• Task details
Whenever a line in the data below includes the string "SendError", copy it out.

• Extracted data
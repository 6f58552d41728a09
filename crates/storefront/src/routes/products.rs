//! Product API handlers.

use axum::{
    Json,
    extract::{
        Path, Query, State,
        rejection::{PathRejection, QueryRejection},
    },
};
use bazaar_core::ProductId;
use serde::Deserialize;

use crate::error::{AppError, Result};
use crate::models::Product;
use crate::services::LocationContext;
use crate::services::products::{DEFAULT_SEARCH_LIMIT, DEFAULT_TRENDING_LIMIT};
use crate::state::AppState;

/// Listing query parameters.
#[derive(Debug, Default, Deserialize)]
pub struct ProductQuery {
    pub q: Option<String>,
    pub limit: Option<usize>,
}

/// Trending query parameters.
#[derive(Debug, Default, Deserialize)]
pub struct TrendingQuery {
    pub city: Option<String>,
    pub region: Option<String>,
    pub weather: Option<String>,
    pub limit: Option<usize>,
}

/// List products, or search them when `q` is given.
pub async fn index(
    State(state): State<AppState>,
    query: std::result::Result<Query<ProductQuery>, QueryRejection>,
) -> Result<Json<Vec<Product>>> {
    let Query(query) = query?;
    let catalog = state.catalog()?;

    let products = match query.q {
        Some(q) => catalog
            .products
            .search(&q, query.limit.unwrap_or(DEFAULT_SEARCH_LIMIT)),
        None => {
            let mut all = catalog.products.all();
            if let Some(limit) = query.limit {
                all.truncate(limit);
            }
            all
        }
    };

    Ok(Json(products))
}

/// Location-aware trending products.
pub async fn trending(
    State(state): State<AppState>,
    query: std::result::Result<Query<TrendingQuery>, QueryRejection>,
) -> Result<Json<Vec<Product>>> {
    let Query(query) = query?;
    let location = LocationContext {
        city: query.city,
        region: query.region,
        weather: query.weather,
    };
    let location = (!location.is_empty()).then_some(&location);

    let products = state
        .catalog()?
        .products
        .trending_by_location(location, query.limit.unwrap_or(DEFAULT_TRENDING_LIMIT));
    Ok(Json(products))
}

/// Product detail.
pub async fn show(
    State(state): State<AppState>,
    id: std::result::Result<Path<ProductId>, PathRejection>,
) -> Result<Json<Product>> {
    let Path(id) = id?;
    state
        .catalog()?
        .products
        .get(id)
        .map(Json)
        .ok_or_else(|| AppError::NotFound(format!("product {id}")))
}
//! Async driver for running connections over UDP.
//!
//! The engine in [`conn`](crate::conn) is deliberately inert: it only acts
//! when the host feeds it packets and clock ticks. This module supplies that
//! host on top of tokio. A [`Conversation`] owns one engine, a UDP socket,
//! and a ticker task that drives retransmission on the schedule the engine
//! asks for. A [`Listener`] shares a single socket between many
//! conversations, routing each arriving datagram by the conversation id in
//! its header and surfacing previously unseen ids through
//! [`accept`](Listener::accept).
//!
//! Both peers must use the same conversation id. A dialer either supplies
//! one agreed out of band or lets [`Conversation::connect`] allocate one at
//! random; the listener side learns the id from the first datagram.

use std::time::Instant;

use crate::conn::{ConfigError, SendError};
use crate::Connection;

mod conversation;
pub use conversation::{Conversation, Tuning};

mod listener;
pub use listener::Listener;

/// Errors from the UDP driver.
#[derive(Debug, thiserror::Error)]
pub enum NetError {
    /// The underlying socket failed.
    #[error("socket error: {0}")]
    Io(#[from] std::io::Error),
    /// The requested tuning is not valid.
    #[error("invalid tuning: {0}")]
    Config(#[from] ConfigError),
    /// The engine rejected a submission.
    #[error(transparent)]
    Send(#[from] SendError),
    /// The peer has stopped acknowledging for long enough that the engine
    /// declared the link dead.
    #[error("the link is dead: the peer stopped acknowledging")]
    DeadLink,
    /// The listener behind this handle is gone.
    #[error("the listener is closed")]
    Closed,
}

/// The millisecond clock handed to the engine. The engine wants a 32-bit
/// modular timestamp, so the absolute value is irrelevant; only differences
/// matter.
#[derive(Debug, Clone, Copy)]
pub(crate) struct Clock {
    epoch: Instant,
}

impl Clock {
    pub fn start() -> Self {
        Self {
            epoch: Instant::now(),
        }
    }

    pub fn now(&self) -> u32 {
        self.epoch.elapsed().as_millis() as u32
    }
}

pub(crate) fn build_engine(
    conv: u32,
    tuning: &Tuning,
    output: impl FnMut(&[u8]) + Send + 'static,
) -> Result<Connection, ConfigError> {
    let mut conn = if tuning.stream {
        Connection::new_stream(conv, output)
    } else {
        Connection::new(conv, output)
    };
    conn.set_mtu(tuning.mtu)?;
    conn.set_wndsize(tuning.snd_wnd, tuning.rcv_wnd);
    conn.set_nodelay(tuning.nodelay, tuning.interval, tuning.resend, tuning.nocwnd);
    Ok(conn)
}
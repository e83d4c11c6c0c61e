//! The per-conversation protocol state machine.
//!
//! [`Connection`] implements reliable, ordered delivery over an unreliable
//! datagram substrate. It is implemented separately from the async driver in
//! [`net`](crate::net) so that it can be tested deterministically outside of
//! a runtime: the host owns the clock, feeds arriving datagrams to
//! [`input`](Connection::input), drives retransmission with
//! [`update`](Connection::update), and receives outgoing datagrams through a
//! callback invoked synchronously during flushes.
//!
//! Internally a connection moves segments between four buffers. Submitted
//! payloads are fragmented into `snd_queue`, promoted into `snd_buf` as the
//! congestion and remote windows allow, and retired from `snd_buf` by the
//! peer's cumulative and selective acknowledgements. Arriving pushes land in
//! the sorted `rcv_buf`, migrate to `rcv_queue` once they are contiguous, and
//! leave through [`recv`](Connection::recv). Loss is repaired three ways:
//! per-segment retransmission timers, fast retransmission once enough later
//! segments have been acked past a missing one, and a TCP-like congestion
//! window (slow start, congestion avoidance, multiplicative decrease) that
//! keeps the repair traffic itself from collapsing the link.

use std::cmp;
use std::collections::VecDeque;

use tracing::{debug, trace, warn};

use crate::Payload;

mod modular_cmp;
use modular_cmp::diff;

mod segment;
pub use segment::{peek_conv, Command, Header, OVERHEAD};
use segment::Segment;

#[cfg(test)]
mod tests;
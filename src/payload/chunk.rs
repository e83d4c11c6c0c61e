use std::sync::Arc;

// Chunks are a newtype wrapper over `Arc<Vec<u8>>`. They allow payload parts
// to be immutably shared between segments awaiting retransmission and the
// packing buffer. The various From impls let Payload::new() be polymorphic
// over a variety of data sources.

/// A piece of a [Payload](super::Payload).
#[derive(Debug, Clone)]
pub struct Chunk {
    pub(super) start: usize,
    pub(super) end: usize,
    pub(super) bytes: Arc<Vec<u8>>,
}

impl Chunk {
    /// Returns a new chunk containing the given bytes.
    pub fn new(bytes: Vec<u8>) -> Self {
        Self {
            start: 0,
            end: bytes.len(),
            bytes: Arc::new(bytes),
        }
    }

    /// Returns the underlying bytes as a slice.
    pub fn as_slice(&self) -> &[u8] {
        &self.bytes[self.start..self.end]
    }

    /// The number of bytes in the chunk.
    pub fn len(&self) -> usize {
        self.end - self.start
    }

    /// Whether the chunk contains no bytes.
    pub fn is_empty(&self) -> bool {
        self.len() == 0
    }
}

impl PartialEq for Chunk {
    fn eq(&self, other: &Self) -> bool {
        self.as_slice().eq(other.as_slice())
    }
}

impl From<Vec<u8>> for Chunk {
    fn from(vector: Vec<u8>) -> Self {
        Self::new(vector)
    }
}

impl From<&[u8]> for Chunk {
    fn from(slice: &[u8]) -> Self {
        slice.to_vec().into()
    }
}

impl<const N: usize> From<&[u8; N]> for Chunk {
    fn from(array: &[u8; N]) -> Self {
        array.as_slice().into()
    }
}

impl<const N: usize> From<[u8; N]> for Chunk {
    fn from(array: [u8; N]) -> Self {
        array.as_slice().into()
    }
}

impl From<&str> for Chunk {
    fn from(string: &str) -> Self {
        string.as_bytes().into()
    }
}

• Result below
use crate::conn::{ConfigError, SendError};
    Send(#[from] SendError),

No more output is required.